CRISIS POLÍTICA

¿Quién necesita a Chávez?

¿Quién necesita a Chávez?
¿Quién necesita a Chávez

En su campaña presidencial de 2013, Nicolás Maduro abría sus mítines con una emotiva grabación del himno nacional venezolano cantado por el entonces recién fallecido presidente Hugo Chávez.

En una táctica que le consiguió una estrecha victoria, Maduro se rodeó entonces de imágenes del popular expresidente, reproduciendo el video de su mentor ungiéndole como su sucesor, y proclamándose “el hijo de Chávez”.

Sin embargo, esta vez, en la inusualmente descolorida carrera presidencial 2018 de Venezuela -que la oposición está boicoteando- Maduro ha relegado la imagen de Chávez.

Ignorando su impopularidad personal y el hecho de que muchos lo culpan por una crisis económica sin precedentes, el exconductor de autobuses y excanciller se ha colocado a sí mismo como el centro de la campaña para la votación del 20 de mayo.

En los mítines, Maduro, de 55 años de edad, baila al ritmo de un pegajoso reguetón llamado Todos con Maduro, mientras enormes pancartas con una “M” flanquean el escenario.

Las multitudes agitan imágenes de su radiante rostro bigotudo, aunque a veces aparezca también la cara de Chávez.

“Nuestro comandante (Chávez) se nos fue, pero hay que seguir la lucha. No me dejen solo”, imploró Maduro a los participantes en una reciente manifestación. “Si hace cinco años era un candidato novato, ya no lo soy. Ahora soy un presidente maduro, preparado, capacitado, con las que te conté bien puestas para enfrentar la oligarquía, el imperialismo”.

La táctica de Maduro parece audaz: las encuestas muestran que el difunto presidente Chávez sigue siendo de lejos la figura política más popular de Venezuela, mientras que los porcentajes de aceptación del actual mandatario se han hundido, así como la economía del país.

Dominante

La estrategia refleja la absoluta confianza de Maduro de ganar otro mandato de seis años.

¿Y por qué no? Las dos figuras opositoras más populares no pueden postularse, los recursos del Estado están a su servicio para hacer campaña, sus partidarios dominan instituciones judiciales y electorales, y la oposición sufre una amarga división sobre el tema de abstenerse de votar.

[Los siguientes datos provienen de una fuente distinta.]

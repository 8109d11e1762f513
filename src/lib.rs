//! Terminal explorer for the git stash.
//!
//! The [`app::App`] state machine is driven by key actions from [`input`] and
//! by [`tasks::Completion`]s produced when backend work finishes. Backend work
//! goes through the [`git::StashBackend`] trait so the state machine never
//! waits on git itself.

pub mod app;
pub mod config;
pub mod git;
pub mod input;
pub mod logging;
pub mod models;
pub mod tasks;
pub mod theme;
pub mod ui;
pub mod utils;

Además, lejos de los jingles de campaña y dentro de las propias filas del chavismo, Maduro superó con éxito para consumar su candidatura a aspirantes internos como el poderoso número 2 del partido oficialista, Diosdado Cabello.

Su consolidación en el poder comenzó con la derrota en 2017 de las protestas callejeras de la oposición que amenazaron con derrocarlo, y luego este año impulsó una purga de poderosos funcionarios que eran leales a Chávez, pero se habían vuelto críticos de Maduro, como el exzar del petróleo Rafael Ramírez.

Opciones limitadas

“Bueno o malo, es Maduro la única imagen política que figura en este momento”, dijo Hebert García, un exgeneral y exministro que se distanció de Maduro hace varios años y que ahora trabaja como consultor en Estados Unidos, donde se encuentra eludiendo las acusaciones de corrupción del Gobierno venezolano..

Pero de hecho hay otras opciones en la boleta de votación: los más destacados son el exgobernador regional Henri Falcón y el pastor evangélico Javier Bertucci.

No obstante, muchos partidarios de la oposición los ven como títeres y “colaboradores” que participan en un simulacro de voto puramente para dar legitimidad a la “dictadura” de Maduro.

Algunas encuestas incluso le dan una ventaja a Falcón, quien rompió con la decisión opositora de no postular un candidato a los comicios y de llamar a no votar.

Pero la abstención generalizada prevista para el 20 de mayo, la formidable maquinaria política de Maduro, el poder de los subsidios estatales, la presión a empleados del Gobierno y la composición pro Maduro de la junta electoral, convierten en hercúlea la tarea de Falcón de alzarse con la victoria.